Slide on over-privileged and highly privileged NHIs, describing how legacy NHIs are often created with excess permissions and how all-or-nothing permission models leave users no real control.
FIG. 04Over-privileged & highly-privileged NHIs — legacy sprawl meets all-or-nothing permission models.
Slide on cleaning up stale NHIs, with a quote describing a company manually working through 20,000 unidentified on-prem accounts out of 160,000 total.
FIG. 05Cleaning up stale NHIs — a manual, never-ending chore with real risk attached.
Slide on leaking secrets, citing a real incident where a leaked service account credential led to a hospital site being fully encrypted, prompting investment in a third-party secrets vault.
FIG. 06Leaking secrets — when a credential in code becomes a real incident.
Slide on NHI anomaly detection, explaining that traditional behavioral signals don't map cleanly onto NHIs and that a robust behavior model is needed to filter out false positives.
FIG. 07NHI anomaly detection — why human-behavior models don't transfer cleanly to machines.
Slide on remediation for NHIs, distinguishing proactive remediation (periodic review) from reactive remediation, and noting fear of business disruption as a real deterrent to locking down a compromised NHI.
FIG. 08Remediation for NHIs — and the very real fear of breaking something critical by acting on one.
"It's the people that set up the account [...] they had a way of doing it just because it worked at the time and they didn't realize what they were doing [...] it's just the age-old problem of human error — it's funny, it's about NHIs, but humans are our biggest risk." Security & Compliance interview participant

Top Emerging Themes & Opportunities

I closed the report with a summary of every user need uncovered, how significant a concern it was, and whether Rubrik genuinely had a right to play in that space — rather than just a reason to.

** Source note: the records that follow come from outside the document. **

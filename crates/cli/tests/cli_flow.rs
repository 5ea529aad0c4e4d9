use assert_cmd::Command;
use predicates::prelude::*;
use pretty_assertions::assert_eq;
use serde_json::Value;
use std::fs;
use std::path::Path;
use tempfile::tempdir;

#[allow(deprecated)]
fn threadmap(root: &Path) -> Command {
    let mut cmd = Command::cargo_bin("threadmap").expect("binary");
    cmd.current_dir(root)
        .env_remove("THREADMAP_BIN")
        .env_remove("THREADMAP_ROOT")
        .env_remove("RUST_LOG");
    cmd
}

fn write_context(root: &Path, name: &str, text: &str) -> std::path::PathBuf {
    let dir = root.join(".github/copilot/contexts");
    fs::create_dir_all(&dir).unwrap();
    let path = dir.join(name);
    fs::write(&path, text).unwrap();
    path
}

fn seed_sessions(root: &Path) {
    write_context(
        root,
        "s1.md",
        "---\nsession_id: s1\nactive_threads: [auth, db]\n---\nnotes\n",
    );
    write_context(
        root,
        "s2.md",
        "---\nsession_id: s2\nactive_threads: [auth, db]\n---\nmore notes\n",
    );
}

fn read_json(path: &Path) -> Value {
    serde_json::from_slice(&fs::read(path).unwrap()).expect("valid json")
}

#[test]
fn validate_reports_ok_and_errors() {
    let temp = tempdir().unwrap();
    let root = temp.path();
    let good = write_context(root, "abc.md", "---\nsession_id: abc\n---\nbody\n");
    let bad = write_context(root, "other.md", "---\nstatus: open\n---\n");

    threadmap(root)
        .arg("validate")
        .arg(&good)
        .arg(root)
        .assert()
        .success()
        .stdout(predicate::str::contains("OK: "))
        .stdout(predicate::str::contains("WARNING: corresponding chat log not found"));

    threadmap(root)
        .arg("validate")
        .arg(&bad)
        .arg(root)
        .assert()
        .code(1)
        .stdout(predicate::str::contains(
            "ERROR: session_id missing in frontmatter of",
        ));

    threadmap(root).arg("validate").assert().code(2);
}

#[test]
fn index_writes_document_and_last_run() {
    let temp = tempdir().unwrap();
    let root = temp.path();
    seed_sessions(root);

    threadmap(root)
        .arg("index")
        .arg(root)
        .assert()
        .success()
        .stdout(predicate::str::contains("Wrote"));

    let index = read_json(&root.join(".github/copilot/index.json"));
    assert_eq!(index["sessions"].as_array().unwrap().len(), 2);
    assert_eq!(
        index["threads"]["auth"]["edges"][0]["type"],
        Value::from("directly_related")
    );
    assert_eq!(index["metadata"]["threads_source"], Value::from("inferred_from_sessions"));

    let last_run = read_json(&root.join(".github/copilot/last_run.json"));
    assert_eq!(last_run["sessions_count"], Value::from(2));
    assert!(!root.join(".github/copilot/thread-map.inferred.json").exists());
}

#[test]
fn refresh_populates_runtime_cache_and_show_reads_it() {
    let temp = tempdir().unwrap();
    let root = temp.path();
    seed_sessions(root);

    threadmap(root)
        .arg("refresh")
        .arg(root)
        .assert()
        .success()
        .stdout(predicate::str::contains("Running: "))
        .stdout(predicate::str::contains("Agent runtime cache updated at"));

    let runtime = root.join(".github/copilot/runtime");
    assert!(runtime.join("index.json").exists());
    assert!(runtime.join("thread-map.inferred.json").exists());
    let stamp = fs::read_to_string(runtime.join("last_refreshed.txt")).unwrap();
    assert!(stamp.starts_with("refreshed_at: "));

    let output = threadmap(root)
        .args(["show", "threads"])
        .output()
        .expect("command run");
    assert!(output.status.success());
    let threads: Vec<String> = serde_json::from_slice(&output.stdout).unwrap();
    assert_eq!(threads, vec!["auth", "db"]);

    threadmap(root)
        .args(["show", "thread", "missing"])
        .assert()
        .code(1);
}

#[test]
fn cycle_logs_start_and_end_and_writes_summary() {
    let temp = tempdir().unwrap();
    let root = temp.path();
    seed_sessions(root);

    threadmap(root).arg("cycle").arg(root).assert().success();

    let logs = root.join(".github/copilot/runtime/logs");
    let summary = read_json(&logs.join("summary.json"));
    assert_eq!(summary["by_agent"]["agent-cycle"], Value::from(1));
    assert_eq!(summary["by_action"]["start"], Value::from(1));

    let output = threadmap(root)
        .args(["log", "recent", "--limit", "5"])
        .output()
        .expect("command run");
    assert!(output.status.success());
    let entries: Vec<Value> = serde_json::from_slice(&output.stdout).unwrap();
    let actions: Vec<_> = entries.iter().map(|e| e["action"].clone()).collect();
    assert_eq!(actions, vec![Value::from("end"), Value::from("start")]);
    assert_eq!(entries[0]["details"]["rc_refresh"], Value::from(0));
    assert_eq!(entries[0]["details"]["rc_summarizer"], Value::from(0));
}

#[test]
fn log_write_then_tail() {
    let temp = tempdir().unwrap();
    let root = temp.path();

    threadmap(root)
        .args(["log", "write", "--action", "note", "--session", "s9"])
        .args(["--details", r#"{"msg": "hi"}"#, "--extra", "7"])
        .assert()
        .success();

    let output = threadmap(root)
        .args(["log", "tail", "-n", "3"])
        .output()
        .expect("command run");
    assert!(output.status.success());
    let entries: Vec<Value> = serde_json::from_slice(&output.stdout).unwrap();
    assert_eq!(entries.len(), 1);
    assert_eq!(entries[0]["agent"], Value::from("threadmap"));
    assert_eq!(entries[0]["session"], Value::from("s9"));
    assert_eq!(entries[0]["details"]["msg"], Value::from("hi"));
    assert_eq!(entries[0]["extra"]["value"], Value::from(7));

    threadmap(root)
        .args(["log", "write", "--action", "x", "--details", "{oops"])
        .assert()
        .failure();
}

#[test]
fn summarize_without_logs_dir() {
    let temp = tempdir().unwrap();
    threadmap(temp.path())
        .arg("summarize")
        .arg(temp.path())
        .assert()
        .success()
        .stdout(predicate::str::contains("no logs dir"));
}

#[test]
fn schema_is_json() {
    let temp = tempdir().unwrap();
    let output = threadmap(temp.path())
        .arg("schema")
        .output()
        .expect("command run");
    assert!(output.status.success());
    let schema: Value = serde_json::from_slice(&output.stdout).expect("valid json");
    assert!(schema.is_object());
}

#[cfg(unix)]
#[test]
fn failing_generator_exits_2_and_cycle_still_summarizes() {
    let temp = tempdir().unwrap();
    let root = temp.path();
    seed_sessions(root);
    let runtime = root.join(".github/copilot/runtime");

    threadmap(root)
        .env("THREADMAP_BIN", "/bin/false")
        .arg("refresh")
        .arg(root)
        .assert()
        .code(2)
        .stderr(predicate::str::contains("Generator failed"));
    assert!(!runtime.join("last_refreshed.txt").exists());

    threadmap(root)
        .env("THREADMAP_BIN", "/bin/false")
        .arg("cycle")
        .arg(root)
        .assert()
        .code(2)
        .stdout(predicate::str::contains("refresh failed with code"))
        .stdout(predicate::str::contains("summarize failed with code"));

    let output = threadmap(root)
        .args(["log", "recent", "--limit", "1"])
        .output()
        .expect("command run");
    assert!(output.status.success());
    let entries: Vec<Value> = serde_json::from_slice(&output.stdout).unwrap();
    assert_eq!(entries[0]["action"], Value::from("end"));
    assert_ne!(entries[0]["details"]["rc_refresh"], Value::from(0));
    assert_ne!(entries[0]["details"]["rc_summarizer"], Value::from(0));
}

#[cfg(unix)]
#[test]
fn cycle_survives_a_closed_stdout() {
    use std::process::Stdio;

    let temp = tempdir().unwrap();
    let root = temp.path();
    seed_sessions(root);

    #[allow(deprecated)]
    let bin = assert_cmd::cargo::cargo_bin("threadmap");
    let mut child = std::process::Command::new(bin)
        .current_dir(root)
        .env_remove("THREADMAP_BIN")
        .env_remove("THREADMAP_ROOT")
        .arg("cycle")
        .arg(root)
        .stdout(Stdio::piped())
        .stderr(Stdio::null())
        .spawn()
        .expect("spawn");
    drop(child.stdout.take());

    let status = child.wait().expect("wait");
    assert_eq!(status.code(), Some(0));
    assert!(root
        .join(".github/copilot/runtime/logs/summary.json")
        .exists());
}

Summary table of five user needs — Centralized NHI Inventory, Identifying Stale NHIs, Identifying Highly and Over-Privileged NHIs, Proactive Secrets Management, and NHI Anomaly Detection — each assessed for significance and whether Rubrik has a right to play.
FIG. 09Five user needs, weighed against significance and Rubrik's right to play in each.
Strategic Impact

A resounding yes — and a clear place to start.

This research gave the team validation that NHIs were worth pursuing and also led to the strategic insight that lifecycle management and governance were where Rubrik's existing strengths in policy and automation could actually move the needle for customers.